Given out, Hussain merely gave one of those looks that Stan Laurel would give Oliver Hardy when cast into another fine mess, and walked off without demur. Replays showed that his bat was not within hailing distance of the ball, and that furthermore it had struck his pad while still a good eight inches outside the line of off stump. Caught behind or lbw, it was a shocker of a decision either way.

READ MORE

Afterwards Hussain was not prepared to criticise umpires, who he concedes have the devil of a job and are under almost intolerable scrutiny, but nonetheless confessed to being as mystified as anyone by the decision. "I was completely bewildered," he said. "I just didn't know what to do. I didn't know how I was out. I just knew that I wasn't out caught behind."

Nor, on pain of upsetting the match referee for showing dissent, could he inquire of the umpire, however politely.

"Things are not going for me at present," he continued with alarming understatement, "but I have to be above that. I can only control the controllable. It would have really hurt if we had lost, because we didn't deserve to. Now I shall just be happy when New Year arrives because I have to have some way to draw a line under the whole thing and move on."

It will have done little to deter those who see an increased use of technology as the way forward, and adds some reinforcement to the view of the England coach Duncan Fletcher, submitted to the International Cricket Council a fortnight ago, that a system of appeals to the third umpire should be allowed, three each per innings for batting and bowling side. Had such a system been in place Hussain, who knows, may have gone on to make a century in the first innings while Graham Thorpe, who made 79, would not have got beyond 12.

In the final analysis, England had Mike Atherton to thank for steering them through, if not stormy seas, then a choppy swell. The former captain batted through the innings for three hours yesterday afternoon, making 65 of England's 125 for five before stumps were pulled and hands shaken with the shadows lengthening and half of the final hour remaining.

Atherton's was a fine technical piece of batting, flawless apart from some flappy attempts at hooks early on against the new ball, infinitely patient and watchful. Against the four spinners he faced, it was played with staggeringly soft hands - yet, with never fewer than four men round the bat, he also employed the sweep to good effect in hitting a total of five boundaries.

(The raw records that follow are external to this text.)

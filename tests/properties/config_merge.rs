//! Property tests for config merging.

use proptest::prelude::*;

use save::config::{FixPluginConfig, GeneralConfig, MergeableConfig, NameSet};

fn field() -> impl Strategy<Value = Option<String>> {
    proptest::option::of("[a-z]{1,8}")
}

fn fix_config() -> impl Strategy<Value = FixPluginConfig> {
    (field(), proptest::option::of(1usize..16), field(), field(), field()).prop_map(
        |(exec_cmd, batch_size, batch_separator, test_suffix, expected_suffix)| FixPluginConfig {
            exec_cmd,
            batch_size,
            batch_separator,
            resource_name_test_suffix: test_suffix,
            resource_name_expected_suffix: expected_suffix,
        },
    )
}

fn names() -> impl Strategy<Value = Vec<String>> {
    proptest::collection::vec("[a-d]", 0..6)
}

fn sorted(set: &NameSet) -> Vec<String> {
    let mut items = set.clone().into_vec();
    items.sort();
    items
}

proptest! {
    #![proptest_config(ProptestConfig {
        cases: 128,
        .. ProptestConfig::default()
    })]

    /// PROPERTY: every field present in the child survives the merge, absent ones come from the parent.
    #[test]
    fn property_merge_prefers_child(child in fix_config(), parent in fix_config()) {
        let merged = child.clone().merge(&parent);

        prop_assert_eq!(merged.exec_cmd, child.exec_cmd.or(parent.exec_cmd));
        prop_assert_eq!(merged.batch_size, child.batch_size.or(parent.batch_size));
        prop_assert_eq!(merged.batch_separator, child.batch_separator.or(parent.batch_separator));
        prop_assert_eq!(
            merged.resource_name_test_suffix,
            child.resource_name_test_suffix.or(parent.resource_name_test_suffix)
        );
        prop_assert_eq!(
            merged.resource_name_expected_suffix,
            child.resource_name_expected_suffix.or(parent.resource_name_expected_suffix)
        );
    }

    /// PROPERTY: merging with an empty parent changes nothing.
    #[test]
    fn property_merge_with_empty_parent_is_identity(child in fix_config()) {
        prop_assert_eq!(child.clone().merge(&FixPluginConfig::default()), child);
    }

    /// PROPERTY: merged tags are the set union, whichever side they come from.
    #[test]
    fn property_tag_union_is_order_independent(left in names(), right in names()) {
        let config = |tags: &[String]| GeneralConfig {
            tags: Some(NameSet::from_items(tags.iter().cloned())),
            ..Default::default()
        };

        let one = config(&left).merge(&config(&right)).tags.unwrap();
        let other = config(&right).merge(&config(&left)).tags.unwrap();

        prop_assert_eq!(sorted(&one), sorted(&other));
        let merged = sorted(&one);
        for tag in left.iter().chain(right.iter()) {
            prop_assert!(merged.contains(tag));
        }
    }

    /// PROPERTY: validation succeeds exactly when the command is known.
    #[test]
    fn property_fix_validation_requires_only_exec_cmd(config in fix_config()) {
        let has_command = config.exec_cmd.is_some();

        prop_assert_eq!(config.validate_and_default().is_ok(), has_command);
    }
}

#[test]
fn tag_strings_and_lists_merge_alike() {
    let parent = GeneralConfig {
        tags: Some(NameSet::parse("a, b")),
        ..Default::default()
    };
    let child = GeneralConfig {
        tags: Some(NameSet::from_items(["b".to_string(), "c".to_string()])),
        ..Default::default()
    };

    let merged = child.merge(&parent).tags.unwrap();

    assert_eq!(sorted(&merged), ["a", "b", "c"]);
}
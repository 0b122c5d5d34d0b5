//! Test fixtures - reusable `save.toml` content.

/// Complete `[general]` section
pub const GENERAL: &str = r#"
[general]
tags = ["smoke"]
description = "scenario suite"
suiteName = "Scenario"
"#;

/// `[fix]` section with default naming
pub const FIX: &str = r#"
[fix]
execCmd = "fixer"
"#;

/// `[warn]` section with default patterns
pub const WARN: &str = r#"
[warn]
execCmd = "linter"
"#;

/// Composite section with default sub-sections
pub const FIX_AND_WARN: &str = r#"
["fix and warn"]
[ "fix and warn".fix ]
execCmd = "fixer"
[ "fix and warn".warn ]
execCmd = "linter"
"#;
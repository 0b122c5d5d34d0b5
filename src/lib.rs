//! save - test framework for static analyzers
//!
//! Test suites are directories governed by `save.toml` files. Each config
//! declares plugins that run an external analysis tool over the suite's
//! resources and judge its output:
//!
//! - `[fix]` compares auto-fixed files with expected files
//! - `[warn]` compares reported warnings with warnings annotated in the sources
//! - `["fix and warn"]` does both, checking warnings on the fixed files
//!
//! Configs nest: a `save.toml` inherits every section of the configs above it.

pub mod application;
pub mod config;
pub mod domain;
pub mod error;
pub mod infrastructure;
pub mod plugins;

// Re-exports for convenience
pub use application::{RunOptions, RunReport, RunUseCase};
pub use domain::entities::{TestResult, TestUnit, Verdict, Warning};
pub use error::{SaveError, SaveResult};
pub use infrastructure::{LocalFs, ShellExecutor};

The rest of the England batting, however, will have encouraged Pakistan's spinners as they head for Karachi for Thursday's final Test. Marcus Trescothick was bowled through the gate by Saqlain Mushtaq's mystery delivery. Thorpe, without scoring, studiously watched a top-spinner from Arshad pitch on his middle stump and clip the top of off. Alec Stewart, despite trying to create an impression otherwise, got a thin edge on to his pad and was caught at silly point.

Most disconcerting, though, was Graeme Hick, who found himself going nowhere against Shahid Afridi's faster top-spinner and was bowled. If Michael Vaughan is fit again we may have seen the last of Hick for now and perhaps altogether.

Earlier Pakistan took their second innings to 269 for three, with Moin declaring once Abdur Razzaq, the 20-year-old all-rounder, had completed a fine maiden Test century which earned him the man of the match award.